Instructions for the task: Nothing in the data is to be left out; copy it exactly.
Top of Data
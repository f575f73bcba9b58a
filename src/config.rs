use anyhow::{Context, Result};
use serde::{Deserialize, Serialize};
use std::collections::HashMap;
use std::fs;

use crate::TableId;
use crate::error::RoutingError;

/// Priority of every routing rule. Load-balancer rules sit above it.
pub const DEFAULT_PRIORITY: u16 = 1;

#[derive(Debug, Clone, Serialize, Deserialize, PartialEq)]
pub struct RoutingConfig {
    pub table: TableId,
    #[serde(default = "default_priority")]
    pub priority: u16,
    #[serde(default)]
    pub idle_timeout: Option<u16>, // seconds, None = permanent
    #[serde(default = "default_queue_depth")]
    pub event_queue_depth: usize,
}

fn default_priority() -> u16 {
    DEFAULT_PRIORITY
}

fn default_queue_depth() -> usize {
    1024
}

impl RoutingConfig {
    pub fn new(table: TableId) -> Self {
        Self {
            table,
            priority: DEFAULT_PRIORITY,
            idle_timeout: None,
            event_queue_depth: default_queue_depth(),
        }
    }

    pub fn load(path: &str) -> Result<Self> {
        let content = fs::read_to_string(path)
            .with_context(|| format!("reading config {}", path))?;
        let config: RoutingConfig = serde_json::from_str(&content)?;
        config.validate()?;
        Ok(config)
    }

    pub fn save(&self, path: &str) -> Result<()> {
        let content = serde_json::to_string_pretty(self)?;
        fs::write(path, content)?;
        Ok(())
    }

    /// Builds a config from controller module parameters, e.g. `{"table": "1"}`.
    pub fn from_params(params: &HashMap<String, String>) -> Result<Self, RoutingError> {
        let table = params
            .get("table")
            .ok_or_else(|| RoutingError::InvalidConfig("missing parameter 'table'".to_string()))?
            .trim()
            .parse::<TableId>()
            .map_err(|e| RoutingError::InvalidConfig(format!("table: {}", e)))?;

        let mut config = Self::new(table);

        if let Some(priority) = params.get("priority") {
            config.priority = priority
                .trim()
                .parse()
                .map_err(|e| RoutingError::InvalidConfig(format!("priority: {}", e)))?;
        }

        if let Some(idle) = params.get("idle_timeout") {
            config.idle_timeout = Some(
                idle.trim()
                    .parse()
                    .map_err(|e| RoutingError::InvalidConfig(format!("idle_timeout: {}", e)))?,
            );
        }

        config.validate()?;
        Ok(config)
    }

    pub fn validate(&self) -> Result<(), RoutingError> {
        if self.event_queue_depth == 0 {
            return Err(RoutingError::InvalidConfig(
                "event_queue_depth must be at least 1".to_string(),
            ));
        }
        Ok(())
    }
}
Bottom of Data
Answer section:
repository f575f73bcba9b58a
filename src/config.rs
use anyhow::{Context, Result};
use serde::{Deserialize, Serialize};
use std::collections::HashMap;
use std::fs;

use crate::TableId;
use crate::error::RoutingError;

/// Priority of every routing rule. Load-balancer rules sit above it.
pub const DEFAULT_PRIORITY: u16 = 1;

#[derive(Debug, Clone, Serialize, Deserialize, PartialEq)]
pub struct RoutingConfig {
    pub table: TableId,
    #[serde(default = "default_priority")]
    pub priority: u16,
    #[serde(default)]
    pub idle_timeout: Option<u16>, // seconds, None = permanent
    #[serde(default = "default_queue_depth")]
    pub event_queue_depth: usize,
}

fn default_priority() -> u16 {
    DEFAULT_PRIORITY
}

fn default_queue_depth() -> usize {
    1024
}

impl RoutingConfig {
    pub fn new(table: TableId) -> Self {
        Self {
            table,
            priority: DEFAULT_PRIORITY,
            idle_timeout: None,
            event_queue_depth: default_queue_depth(),
        }
    }

    pub fn load(path: &str) -> Result<Self> {
        let content = fs::read_to_string(path)
            .with_context(|| format!("reading config {}", path))?;
        let config: RoutingConfig = serde_json::from_str(&content)?;
        config.validate()?;
        Ok(config)
    }

    pub fn save(&self, path: &str) -> Result<()> {
        let content = serde_json::to_string_pretty(self)?;
        fs::write(path, content)?;
        Ok(())
    }

    /// Builds a config from controller module parameters, e.g. `{"table": "1"}`.
    pub fn from_params(params: &HashMap<String, String>) -> Result<Self, RoutingError> {
        let table = params
            .get("table")
            .ok_or_else(|| RoutingError::InvalidConfig("missing parameter 'table'".to_string()))?
            .trim()
            .parse::<TableId>()
            .map_err(|e| RoutingError::InvalidConfig(format!("table: {}", e)))?;

        let mut config = Self::new(table);

        if let Some(priority) = params.get("priority") {
            config.priority = priority
                .trim()
                .parse()
                .map_err(|e| RoutingError::InvalidConfig(format!("priority: {}", e)))?;
        }

        if let Some(idle) = params.get("idle_timeout") {
            config.idle_timeout = Some(
                idle.trim()
                    .parse()
                    .map_err(|e| RoutingError::InvalidConfig(format!("idle_timeout: {}", e)))?,
            );
        }

        config.validate()?;
        Ok(config)
    }

    pub fn validate(&self) -> Result<(), RoutingError> {
        if self.event_queue_depth == 0 {
            return Err(RoutingError::InvalidConfig(
                "event_queue_depth must be at least 1".to_string(),
            ));
        }
        Ok(())
    }
}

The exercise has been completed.